A thorough clinical history and physical examination will confirm the diagnosis. An ultrasound allows for a dynamic assessment of the rotator cuff tendons but an MRI scan particularly with dye (MR Arthrogram) gives a detailed evaluation of the labrum and posterosuperior labral tears.
How is impingement treated?
Painkillers (analgesia) and anti-inflammatories are important in managing the initial symptoms. Rest and avoiding overhead activities for a period is essential in allowing the inflammatory cycle to settle.
A cortisone injection into the joint will help reduce the inflammation and pain arising from the undersurface scuffing or tear of the rotator cuff tendon.
Physiotherapy plays an essential role in managing internal impingement by strengthening of the rotator cuff muscles but also sports specific training aimed at improving throwing technique, improving shoulder blade positioning and correcting posture.
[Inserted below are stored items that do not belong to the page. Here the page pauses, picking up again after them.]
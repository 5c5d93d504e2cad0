use crate::clients::LogbookConnector;
use crate::config::RefreshIntervals;
use crate::coordinator::{Coordinator, RefreshSource, RefreshStatus};
use crate::domain::{AircraftRecord, Booking, Credentials, EntryData, SensorValue, TrackedAircraft};
use crate::errors::{is_auth_error, ClientError, ClientResult, SetupError, UpdateFailed};
use crate::sensors::{self, SensorDescription, SENSOR_TYPES};
use async_trait::async_trait;
use chrono::{DateTime, Utc};
use serde::Serialize;
use serde_json::{Map, Value};
use std::collections::HashMap;
use std::sync::Arc;
use tokio::sync::mpsc;
use tokio::task::JoinHandle;
use tracing::{debug, info, warn};

/// Request, raised by a refresh, that the user re-authenticate
#[derive(Debug, Clone, PartialEq, Eq)]
pub struct ReauthRequest {
    pub username: String,
    pub reason: String,
}

/// Fire-and-forget sender for re-authentication requests
#[derive(Debug, Clone)]
pub struct ReauthRequester {
    username: String,
    tx: mpsc::UnboundedSender<ReauthRequest>,
}

impl ReauthRequester {
    pub fn new(username: impl Into<String>, tx: mpsc::UnboundedSender<ReauthRequest>) -> Self {
        Self {
            username: username.into(),
            tx,
        }
    }

    fn request(&self, reason: String) {
        let request = ReauthRequest {
            username: self.username.clone(),
            reason,
        };
        if self.tx.send(request).is_err() {
            debug!("Re-authentication request dropped, supervisor is gone");
        }
    }
}

/// Session scope shared by both refresh kinds
#[derive(Clone)]
struct RemoteScope {
    connector: Arc<dyn LogbookConnector>,
    credentials: Arc<Credentials>,
    reauth: ReauthRequester,
}

impl RemoteScope {
    async fn objects(&self) -> ClientResult<Value> {
        let session = self.connector.open(&self.credentials).await?;
        let result = session.get_objects().await;
        session.close().await;
        result
    }

    async fn bookings(&self, aircraft_id: &str) -> ClientResult<Value> {
        let session = self.connector.open(&self.credentials).await?;
        let result = session.get_bookings(aircraft_id).await;
        session.close().await;
        result
    }

    fn fail(&self, err: ClientError, context: String) -> UpdateFailed {
        let message = err.to_string();
        if is_auth_error(&message) {
            warn!("Authentication error detected, triggering re-authentication");
            self.reauth.request(message);
            UpdateFailed::AuthenticationFailed
        } else {
            UpdateFailed::Fetch(format!("{}: {}", context, message))
        }
    }
}

/// Hourly fetch of every object on the account
pub struct ObjectsSource {
    scope: RemoteScope,
}

#[async_trait]
impl RefreshSource for ObjectsSource {
    type Output = Vec<AircraftRecord>;

    async fn fetch(&self) -> Result<Vec<AircraftRecord>, UpdateFailed> {
        debug!("Fetching objects for username={}", self.scope.credentials.username);
        let result = self
            .scope
            .objects()
            .await
            .map_err(|e| self.scope.fail(e, "Error fetching objects".to_string()))?;
        let records: Vec<AircraftRecord> = list(&result, "Object")
            .iter()
            .filter_map(AircraftRecord::from_raw)
            .collect();
        debug!("Fetched {} objects", records.len());
        Ok(records)
    }
}

/// Fetch of one aircraft's bookings
pub struct BookingsSource {
    aircraft_id: String,
    scope: RemoteScope,
}

#[async_trait]
impl RefreshSource for BookingsSource {
    type Output = Vec<Booking>;

    async fn fetch(&self) -> Result<Vec<Booking>, UpdateFailed> {
        debug!("Fetching bookings for airplane_id={}", self.aircraft_id);
        let result = self.scope.bookings(&self.aircraft_id).await.map_err(|e| {
            self.scope.fail(
                e,
                format!("Error fetching bookings for airplane_id={}", self.aircraft_id),
            )
        })?;
        let bookings: Vec<Booking> = list(&result, "Booking").iter().map(Booking::from_raw).collect();
        debug!(
            "Fetched {} bookings for airplane_id={}",
            bookings.len(),
            self.aircraft_id
        );
        Ok(bookings)
    }
}

fn list<'a>(result: &'a Value, key: &str) -> &'a [Value] {
    result
        .get(key)
        .and_then(Value::as_array)
        .map(Vec::as_slice)
        .unwrap_or_default()
}

#[derive(Debug, Clone, Serialize)]
pub struct DeviceInfo {
    pub identifier: String,
    pub name: String,
    pub manufacturer: &'static str,
    pub model: String,
}

/// One addressable (aircraft, metric) reading
#[derive(Debug, Clone, Serialize)]
pub struct SensorReading {
    pub unique_id: String,
    pub aircraft_id: String,
    #[serde(flatten)]
    pub description: SensorDescription,
    pub available: bool,
    pub state: Option<SensorValue>,
    pub attributes: Map<String, Value>,
    pub device: DeviceInfo,
}

#[derive(Debug, Clone, Serialize)]
pub struct CoordinatorDiagnostics {
    pub name: String,
    pub has_data: bool,
    #[serde(flatten)]
    pub status: RefreshStatus,
}

#[derive(Debug, Clone, Serialize)]
pub struct Diagnostics {
    pub title: String,
    pub tracked_aircraft: usize,
    pub objects_interval: u64,
    pub bookings_interval: u64,
    pub objects: CoordinatorDiagnostics,
    pub bookings: Vec<CoordinatorDiagnostics>,
}

pub fn unique_id(regnr: &str, key: &str) -> String {
    format!("myweblog_{}_{}", regnr.to_lowercase().replace('-', "_"), key)
}

/// A running configured instance: one objects poll plus one bookings poll
/// per tracked aircraft
pub struct Integration {
    entry: EntryData,
    intervals: RefreshIntervals,
    objects: Arc<Coordinator<ObjectsSource>>,
    bookings: HashMap<String, Arc<Coordinator<BookingsSource>>>,
    tasks: std::sync::Mutex<HashMap<String, JoinHandle<()>>>,
}

const OBJECTS_TASK: &str = "objects";

impl Integration {
    /// Set up the instance. Both kinds of first refresh must succeed.
    pub async fn setup(
        entry: EntryData,
        connector: Arc<dyn LogbookConnector>,
        intervals: RefreshIntervals,
        reauth: mpsc::UnboundedSender<ReauthRequest>,
    ) -> Result<Self, SetupError> {
        if entry.username.is_empty() || entry.password.is_empty() {
            return Err(SetupError::InvalidEntry(
                "missing or invalid credentials".to_string(),
            ));
        }

        let mut entry = entry;
        let mut seen = std::collections::HashSet::new();
        entry.airplanes.retain(|plane: &TrackedAircraft| {
            let fresh = seen.insert(plane.id.clone());
            if !fresh {
                warn!("Ignoring duplicate airplane id={} ({})", plane.id, plane.regnr);
            }
            fresh
        });

        let scope = RemoteScope {
            connector,
            credentials: Arc::new(entry.credentials()),
            reauth: ReauthRequester::new(entry.username.clone(), reauth),
        };

        let objects = Coordinator::new(
            "myweblog_airplanes_objects",
            intervals.objects,
            ObjectsSource {
                scope: scope.clone(),
            },
        );
        objects.first_refresh().await?;

        let mut bookings = HashMap::new();
        for airplane in &entry.airplanes {
            info!("Creating sensors for airplane_id={}", airplane.id);
            let coordinator = Coordinator::new(
                format!("myweblog_airplane_{}_bookings", airplane.id),
                intervals.bookings,
                BookingsSource {
                    aircraft_id: airplane.id.clone(),
                    scope: scope.clone(),
                },
            );
            coordinator.first_refresh().await?;
            bookings.insert(airplane.id.clone(), coordinator);
        }

        let mut tasks = HashMap::new();
        tasks.insert(OBJECTS_TASK.to_string(), objects.spawn());
        for (id, coordinator) in &bookings {
            tasks.insert(id.clone(), coordinator.spawn());
        }

        info!(
            "MyWebLog instance for {} loaded with {} aircraft",
            entry.username,
            entry.airplanes.len()
        );
        Ok(Self {
            entry,
            intervals,
            objects,
            bookings,
            tasks: std::sync::Mutex::new(tasks),
        })
    }

    pub fn entry(&self) -> &EntryData {
        &self.entry
    }

    /// Stop every refresh task
    pub fn shutdown(&self) {
        if let Ok(mut tasks) = self.tasks.lock() {
            for (name, handle) in tasks.drain() {
                debug!("Stopping refresh task {}", name);
                handle.abort();
            }
        }
    }

    /// Every (aircraft, metric) reading, computed from the current snapshots
    pub fn readings(&self, now: DateTime<Utc>) -> Vec<SensorReading> {
        self.entry
            .airplanes
            .iter()
            .flat_map(|plane| {
                SENSOR_TYPES
                    .iter()
                    .map(move |desc| self.reading_for(plane, desc, now))
            })
            .collect()
    }

    pub fn reading(&self, unique: &str, now: DateTime<Utc>) -> Option<SensorReading> {
        self.entry.airplanes.iter().find_map(|plane| {
            let prefix = unique_id(&plane.regnr, "");
            let desc = unique.strip_prefix(&prefix).and_then(sensors::description)?;
            Some(self.reading_for(plane, desc, now))
        })
    }

    fn reading_for(
        &self,
        plane: &TrackedAircraft,
        desc: &SensorDescription,
        now: DateTime<Utc>,
    ) -> SensorReading {
        let objects = self.objects.data();
        let bookings = self.bookings.get(&plane.id).and_then(|c| c.data());
        let available = objects.is_some() && bookings.is_some();
        let bookings: &[Booking] = bookings.as_deref().map(Vec::as_slice).unwrap_or_default();

        let record = objects
            .as_deref()
            .and_then(|records| records.iter().find(|r| r.id == plane.id));
        let state = match record {
            Some(record) if available => sensors::extract(desc.key, record, bookings, now),
            None if available => {
                warn!("No airplane object found for regnr={}", plane.regnr);
                None
            }
            _ => None,
        };
        let attributes = if available {
            sensors::attributes(desc.key, state.as_ref(), bookings, now)
        } else {
            Map::new()
        };

        SensorReading {
            unique_id: unique_id(&plane.regnr, desc.key),
            aircraft_id: plane.id.clone(),
            description: *desc,
            available,
            state,
            attributes,
            device: DeviceInfo {
                identifier: plane.regnr.clone(),
                name: plane.regnr.clone(),
                manufacturer: "myWebLog",
                model: plane.title.clone(),
            },
        }
    }

    pub fn diagnostics(&self) -> Diagnostics {
        let describe = |name: &str, has_data: bool, status: RefreshStatus| CoordinatorDiagnostics {
            name: name.to_string(),
            has_data,
            status,
        };
        let bookings = self
            .entry
            .airplanes
            .iter()
            .filter_map(|plane| self.bookings.get(&plane.id))
            .map(|c| describe(c.name(), c.data().is_some(), c.status()))
            .collect();

        Diagnostics {
            title: self.entry.title(),
            tracked_aircraft: self.entry.airplanes.len(),
            objects_interval: self.objects.interval().as_secs(),
            bookings_interval: self.intervals.bookings.as_secs(),
            objects: describe(
                self.objects.name(),
                self.objects.data().is_some(),
                self.objects.status(),
            ),
            bookings,
        }
    }

    #[cfg(test)]
    pub(crate) async fn refresh_all(&self) {
        let _ = self.objects.refresh().await;
        for coordinator in self.bookings.values() {
            let _ = coordinator.refresh().await;
        }
    }
}

impl Drop for Integration {
    fn drop(&mut self) {
        self.shutdown();
    }
}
Surgery may be required if symptoms persist. This is often performed arthroscopically and if present and tears to the labrum or rotator cuff tendons can be repaired at the same time. Occasionally in individuals who have mal-aligned joints further corrective open surgery may be required to realign the joint.
As surgical techniques have improved significantly over the last decade, complications are reduced and recovery much quicker than in the past.
Following surgery, a rehabilitation program with physiotherapy is commenced to help you return to your normal day to day activities. The progress of this is dictated by patients meeting milestones and is run under the supervision of the surgeon and specially trained physiotherapist.